### Directions:
From the entries below, reproduce exactly the line containing "let first = points.next()?;", the line containing "fn paint_segment(coverage: &mut", and every line in between, with nothing added.

### Data for review:
= = = =
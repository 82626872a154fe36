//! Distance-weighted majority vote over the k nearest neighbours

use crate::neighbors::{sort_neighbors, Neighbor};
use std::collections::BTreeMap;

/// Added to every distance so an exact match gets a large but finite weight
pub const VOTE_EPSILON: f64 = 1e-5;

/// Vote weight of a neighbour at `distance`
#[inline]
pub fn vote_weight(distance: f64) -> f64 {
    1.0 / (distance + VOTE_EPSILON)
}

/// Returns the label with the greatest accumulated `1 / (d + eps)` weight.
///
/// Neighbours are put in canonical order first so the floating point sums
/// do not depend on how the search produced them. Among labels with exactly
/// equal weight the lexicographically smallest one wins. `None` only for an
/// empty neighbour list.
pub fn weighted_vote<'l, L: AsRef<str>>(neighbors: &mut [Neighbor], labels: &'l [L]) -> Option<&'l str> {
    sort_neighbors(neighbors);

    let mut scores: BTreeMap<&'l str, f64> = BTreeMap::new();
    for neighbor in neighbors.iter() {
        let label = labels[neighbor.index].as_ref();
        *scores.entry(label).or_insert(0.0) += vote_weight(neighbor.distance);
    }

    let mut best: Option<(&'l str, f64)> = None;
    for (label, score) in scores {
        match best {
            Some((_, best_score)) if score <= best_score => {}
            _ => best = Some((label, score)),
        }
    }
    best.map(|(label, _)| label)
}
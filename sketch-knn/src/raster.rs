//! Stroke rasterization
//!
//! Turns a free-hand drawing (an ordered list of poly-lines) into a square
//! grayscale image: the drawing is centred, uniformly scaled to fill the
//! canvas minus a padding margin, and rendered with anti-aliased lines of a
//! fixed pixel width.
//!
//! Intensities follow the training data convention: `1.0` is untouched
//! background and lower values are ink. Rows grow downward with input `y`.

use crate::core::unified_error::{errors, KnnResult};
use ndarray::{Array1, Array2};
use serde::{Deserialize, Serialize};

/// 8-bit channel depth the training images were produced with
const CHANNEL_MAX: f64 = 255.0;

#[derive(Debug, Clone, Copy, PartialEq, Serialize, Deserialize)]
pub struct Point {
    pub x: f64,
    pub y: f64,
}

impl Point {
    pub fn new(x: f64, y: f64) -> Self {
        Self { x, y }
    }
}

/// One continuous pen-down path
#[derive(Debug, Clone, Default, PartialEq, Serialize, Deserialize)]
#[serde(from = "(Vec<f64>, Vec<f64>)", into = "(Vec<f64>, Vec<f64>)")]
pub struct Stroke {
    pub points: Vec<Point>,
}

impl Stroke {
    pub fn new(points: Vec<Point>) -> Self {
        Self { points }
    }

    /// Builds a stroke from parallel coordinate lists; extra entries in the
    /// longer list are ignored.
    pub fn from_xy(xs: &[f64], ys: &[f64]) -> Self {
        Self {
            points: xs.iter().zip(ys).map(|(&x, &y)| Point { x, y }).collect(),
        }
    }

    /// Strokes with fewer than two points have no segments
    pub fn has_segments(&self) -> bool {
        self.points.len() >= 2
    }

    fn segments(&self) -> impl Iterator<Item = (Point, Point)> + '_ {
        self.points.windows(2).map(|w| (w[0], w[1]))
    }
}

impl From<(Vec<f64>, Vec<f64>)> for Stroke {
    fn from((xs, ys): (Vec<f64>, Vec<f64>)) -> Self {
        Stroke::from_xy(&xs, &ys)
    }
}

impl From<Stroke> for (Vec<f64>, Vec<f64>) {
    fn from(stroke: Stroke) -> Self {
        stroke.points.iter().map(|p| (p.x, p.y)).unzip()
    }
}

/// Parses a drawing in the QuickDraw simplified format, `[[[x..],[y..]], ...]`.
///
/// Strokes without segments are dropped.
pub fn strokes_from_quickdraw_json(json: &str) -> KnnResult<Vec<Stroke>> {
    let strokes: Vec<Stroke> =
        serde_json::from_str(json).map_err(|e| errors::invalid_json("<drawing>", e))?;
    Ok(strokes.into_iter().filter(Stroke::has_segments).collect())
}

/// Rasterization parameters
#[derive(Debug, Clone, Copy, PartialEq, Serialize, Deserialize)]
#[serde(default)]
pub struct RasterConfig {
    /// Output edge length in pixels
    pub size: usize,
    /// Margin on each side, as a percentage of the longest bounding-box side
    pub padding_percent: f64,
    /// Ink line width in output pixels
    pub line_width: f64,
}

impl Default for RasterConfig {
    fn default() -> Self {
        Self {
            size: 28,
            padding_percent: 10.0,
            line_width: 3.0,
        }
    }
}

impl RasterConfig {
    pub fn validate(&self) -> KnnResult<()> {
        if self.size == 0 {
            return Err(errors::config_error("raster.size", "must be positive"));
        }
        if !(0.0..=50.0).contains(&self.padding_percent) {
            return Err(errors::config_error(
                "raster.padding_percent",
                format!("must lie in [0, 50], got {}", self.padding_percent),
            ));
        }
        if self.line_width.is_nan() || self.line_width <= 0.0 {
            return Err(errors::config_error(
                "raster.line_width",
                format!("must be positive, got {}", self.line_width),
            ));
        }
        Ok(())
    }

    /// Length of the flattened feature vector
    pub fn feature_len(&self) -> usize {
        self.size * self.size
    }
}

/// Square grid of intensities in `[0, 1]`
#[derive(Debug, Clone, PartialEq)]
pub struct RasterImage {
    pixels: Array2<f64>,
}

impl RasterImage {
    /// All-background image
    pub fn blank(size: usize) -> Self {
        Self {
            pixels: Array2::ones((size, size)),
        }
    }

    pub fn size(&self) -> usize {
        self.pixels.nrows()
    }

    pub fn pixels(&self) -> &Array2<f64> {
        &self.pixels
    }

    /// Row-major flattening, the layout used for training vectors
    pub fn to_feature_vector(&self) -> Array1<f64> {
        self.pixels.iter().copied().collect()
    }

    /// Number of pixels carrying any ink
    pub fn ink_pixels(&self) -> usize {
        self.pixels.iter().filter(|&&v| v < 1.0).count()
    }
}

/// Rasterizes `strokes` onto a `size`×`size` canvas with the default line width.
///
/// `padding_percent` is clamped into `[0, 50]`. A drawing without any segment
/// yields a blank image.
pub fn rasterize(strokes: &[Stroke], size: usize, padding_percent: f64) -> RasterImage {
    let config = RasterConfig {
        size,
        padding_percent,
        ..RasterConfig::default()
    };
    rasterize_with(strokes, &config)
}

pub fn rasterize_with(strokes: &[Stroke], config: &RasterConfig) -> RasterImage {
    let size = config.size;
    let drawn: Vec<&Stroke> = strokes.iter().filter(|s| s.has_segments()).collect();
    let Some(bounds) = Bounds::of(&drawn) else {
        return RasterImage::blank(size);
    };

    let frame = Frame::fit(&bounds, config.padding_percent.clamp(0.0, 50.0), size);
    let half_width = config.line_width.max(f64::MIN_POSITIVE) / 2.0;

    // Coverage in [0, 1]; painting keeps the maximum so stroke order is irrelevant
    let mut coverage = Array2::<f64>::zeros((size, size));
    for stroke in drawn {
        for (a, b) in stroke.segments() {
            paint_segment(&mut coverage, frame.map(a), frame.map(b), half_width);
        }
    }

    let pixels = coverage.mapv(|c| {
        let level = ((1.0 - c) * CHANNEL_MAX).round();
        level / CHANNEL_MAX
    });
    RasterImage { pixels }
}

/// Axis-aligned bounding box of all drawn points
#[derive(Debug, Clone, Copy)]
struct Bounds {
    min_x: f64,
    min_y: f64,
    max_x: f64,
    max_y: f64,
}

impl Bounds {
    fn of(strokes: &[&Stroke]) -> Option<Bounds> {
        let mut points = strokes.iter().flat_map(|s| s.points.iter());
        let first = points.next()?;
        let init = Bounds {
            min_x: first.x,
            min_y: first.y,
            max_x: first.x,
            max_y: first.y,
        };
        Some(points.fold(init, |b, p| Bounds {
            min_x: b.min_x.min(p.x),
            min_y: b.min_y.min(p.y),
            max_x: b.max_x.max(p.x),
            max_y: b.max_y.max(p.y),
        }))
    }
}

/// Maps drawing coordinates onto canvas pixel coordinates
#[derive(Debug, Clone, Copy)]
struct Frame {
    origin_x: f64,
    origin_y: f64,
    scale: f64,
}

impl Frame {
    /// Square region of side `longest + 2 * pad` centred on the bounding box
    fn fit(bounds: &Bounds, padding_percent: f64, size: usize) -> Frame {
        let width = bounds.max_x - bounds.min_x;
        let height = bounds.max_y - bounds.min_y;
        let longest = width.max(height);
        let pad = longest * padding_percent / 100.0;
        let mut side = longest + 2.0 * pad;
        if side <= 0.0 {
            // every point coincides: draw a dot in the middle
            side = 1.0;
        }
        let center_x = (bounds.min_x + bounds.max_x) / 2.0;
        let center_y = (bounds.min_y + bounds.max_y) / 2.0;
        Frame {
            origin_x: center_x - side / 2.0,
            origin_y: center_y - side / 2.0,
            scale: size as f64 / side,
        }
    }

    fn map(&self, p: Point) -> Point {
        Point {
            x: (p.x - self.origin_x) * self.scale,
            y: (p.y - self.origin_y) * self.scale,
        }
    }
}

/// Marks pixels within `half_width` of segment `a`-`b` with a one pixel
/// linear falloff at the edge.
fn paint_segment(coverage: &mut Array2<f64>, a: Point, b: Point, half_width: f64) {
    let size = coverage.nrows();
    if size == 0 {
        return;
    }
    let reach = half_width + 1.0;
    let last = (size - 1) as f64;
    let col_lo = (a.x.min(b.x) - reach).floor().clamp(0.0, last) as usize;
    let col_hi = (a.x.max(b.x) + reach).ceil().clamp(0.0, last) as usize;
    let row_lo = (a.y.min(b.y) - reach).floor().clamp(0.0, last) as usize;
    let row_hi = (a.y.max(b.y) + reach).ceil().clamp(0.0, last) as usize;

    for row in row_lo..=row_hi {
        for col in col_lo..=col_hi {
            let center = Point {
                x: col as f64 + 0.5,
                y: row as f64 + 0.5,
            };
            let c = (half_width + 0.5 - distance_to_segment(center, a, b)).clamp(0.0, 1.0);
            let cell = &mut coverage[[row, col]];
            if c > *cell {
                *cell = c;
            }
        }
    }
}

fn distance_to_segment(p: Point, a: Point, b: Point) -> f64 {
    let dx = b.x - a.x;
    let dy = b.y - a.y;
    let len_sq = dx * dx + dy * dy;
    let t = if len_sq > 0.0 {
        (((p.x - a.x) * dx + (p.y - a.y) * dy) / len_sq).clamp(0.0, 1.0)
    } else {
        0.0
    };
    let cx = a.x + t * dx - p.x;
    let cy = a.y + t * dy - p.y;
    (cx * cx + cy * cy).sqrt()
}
= = = =
### Finished task:
        let first = points.next()?;
        let init = Bounds {
            min_x: first.x,
            min_y: first.y,
            max_x: first.x,
            max_y: first.y,
        };
        Some(points.fold(init, |b, p| Bounds {
            min_x: b.min_x.min(p.x),
            min_y: b.min_y.min(p.y),
            max_x: b.max_x.max(p.x),
            max_y: b.max_y.max(p.y),
        }))
    }
}

/// Maps drawing coordinates onto canvas pixel coordinates
#[derive(Debug, Clone, Copy)]
struct Frame {
    origin_x: f64,
    origin_y: f64,
    scale: f64,
}

impl Frame {
    /// Square region of side `longest + 2 * pad` centred on the bounding box
    fn fit(bounds: &Bounds, padding_percent: f64, size: usize) -> Frame {
        let width = bounds.max_x - bounds.min_x;
        let height = bounds.max_y - bounds.min_y;
        let longest = width.max(height);
        let pad = longest * padding_percent / 100.0;
        let mut side = longest + 2.0 * pad;
        if side <= 0.0 {
            // every point coincides: draw a dot in the middle
            side = 1.0;
        }
        let center_x = (bounds.min_x + bounds.max_x) / 2.0;
        let center_y = (bounds.min_y + bounds.max_y) / 2.0;
        Frame {
            origin_x: center_x - side / 2.0,
            origin_y: center_y - side / 2.0,
            scale: size as f64 / side,
        }
    }

    fn map(&self, p: Point) -> Point {
        Point {
            x: (p.x - self.origin_x) * self.scale,
            y: (p.y - self.origin_y) * self.scale,
        }
    }
}

/// Marks pixels within `half_width` of segment `a`-`b` with a one pixel
/// linear falloff at the edge.
fn paint_segment(coverage: &mut Array2<f64>, a: Point, b: Point, half_width: f64) {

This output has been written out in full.